━━━ Records to use

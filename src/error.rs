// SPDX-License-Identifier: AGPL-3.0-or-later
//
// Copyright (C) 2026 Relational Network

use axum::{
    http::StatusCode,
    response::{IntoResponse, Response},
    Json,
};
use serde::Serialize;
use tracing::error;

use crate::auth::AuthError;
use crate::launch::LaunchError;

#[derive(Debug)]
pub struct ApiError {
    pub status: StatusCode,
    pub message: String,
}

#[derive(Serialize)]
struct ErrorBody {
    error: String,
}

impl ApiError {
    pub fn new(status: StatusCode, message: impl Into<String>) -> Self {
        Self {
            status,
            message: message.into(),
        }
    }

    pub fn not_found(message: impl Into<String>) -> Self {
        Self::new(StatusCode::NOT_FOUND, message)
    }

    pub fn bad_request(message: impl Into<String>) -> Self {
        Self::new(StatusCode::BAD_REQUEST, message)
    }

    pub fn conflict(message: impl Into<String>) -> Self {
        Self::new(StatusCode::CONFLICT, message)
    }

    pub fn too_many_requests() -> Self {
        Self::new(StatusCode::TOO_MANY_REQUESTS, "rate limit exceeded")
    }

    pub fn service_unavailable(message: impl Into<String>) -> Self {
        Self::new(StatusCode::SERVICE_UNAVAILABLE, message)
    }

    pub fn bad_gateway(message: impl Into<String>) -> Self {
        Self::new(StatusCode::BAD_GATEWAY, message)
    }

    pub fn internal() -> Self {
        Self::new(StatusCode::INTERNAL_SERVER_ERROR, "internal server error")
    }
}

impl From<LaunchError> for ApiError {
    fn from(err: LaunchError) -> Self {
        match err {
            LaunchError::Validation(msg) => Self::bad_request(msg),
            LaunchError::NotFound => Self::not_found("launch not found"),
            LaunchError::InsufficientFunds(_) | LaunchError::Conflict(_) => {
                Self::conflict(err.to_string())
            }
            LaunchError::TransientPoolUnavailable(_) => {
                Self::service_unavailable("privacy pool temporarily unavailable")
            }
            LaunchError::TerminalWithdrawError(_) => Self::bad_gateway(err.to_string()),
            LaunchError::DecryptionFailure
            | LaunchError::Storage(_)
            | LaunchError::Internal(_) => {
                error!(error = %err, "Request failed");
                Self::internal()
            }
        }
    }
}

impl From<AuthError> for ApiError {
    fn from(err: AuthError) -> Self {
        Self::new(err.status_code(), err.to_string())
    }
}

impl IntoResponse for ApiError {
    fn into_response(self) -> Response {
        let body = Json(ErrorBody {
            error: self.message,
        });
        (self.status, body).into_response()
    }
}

━━━━━━

Exactly as they stand, restate all the lines of the listing.

> _Task response_:
filename src/error.rs
// SPDX-License-Identifier: AGPL-3.0-or-later
//
// Copyright (C) 2026 Relational Network

use axum::{
    http::StatusCode,
    response::{IntoResponse, Response},
    Json,
};
use serde::Serialize;
use tracing::error;

use crate::auth::AuthError;
use crate::launch::LaunchError;

#[derive(Debug)]
pub struct ApiError {
    pub status: StatusCode,
    pub message: String,
}

#[derive(Serialize)]
struct ErrorBody {
    error: String,
}

impl ApiError {
    pub fn new(status: StatusCode, message: impl Into<String>) -> Self {
        Self {
            status,
            message: message.into(),
        }
    }

    pub fn not_found(message: impl Into<String>) -> Self {
        Self::new(StatusCode::NOT_FOUND, message)
    }

    pub fn bad_request(message: impl Into<String>) -> Self {
        Self::new(StatusCode::BAD_REQUEST, message)
    }

    pub fn conflict(message: impl Into<String>) -> Self {
        Self::new(StatusCode::CONFLICT, message)
    }

    pub fn too_many_requests() -> Self {
        Self::new(StatusCode::TOO_MANY_REQUESTS, "rate limit exceeded")
    }

    pub fn service_unavailable(message: impl Into<String>) -> Self {
        Self::new(StatusCode::SERVICE_UNAVAILABLE, message)
    }

    pub fn bad_gateway(message: impl Into<String>) -> Self {
        Self::new(StatusCode::BAD_GATEWAY, message)
    }

    pub fn internal() -> Self {
        Self::new(StatusCode::INTERNAL_SERVER_ERROR, "internal server error")
    }
}

impl From<LaunchError> for ApiError {
    fn from(err: LaunchError) -> Self {
        match err {
            LaunchError::Validation(msg) => Self::bad_request(msg),
            LaunchError::NotFound => Self::not_found("launch not found"),
            LaunchError::InsufficientFunds(_) | LaunchError::Conflict(_) => {
                Self::conflict(err.to_string())
            }
            LaunchError::TransientPoolUnavailable(_) => {
                Self::service_unavailable("privacy pool temporarily unavailable")
            }
            LaunchError::TerminalWithdrawError(_) => Self::bad_gateway(err.to_string()),
            LaunchError::DecryptionFailure
            | LaunchError::Storage(_)
            | LaunchError::Internal(_) => {
                error!(error = %err, "Request failed");
                Self::internal()
            }
        }
    }
}

impl From<AuthError> for ApiError {
    fn from(err: AuthError) -> Self {
        Self::new(err.status_code(), err.to_string())
    }
}

impl IntoResponse for ApiError {
    fn into_response(self) -> Response {
        let body = Json(ErrorBody {
            error: self.message,
        });
        (self.status, body).into_response()
    }
}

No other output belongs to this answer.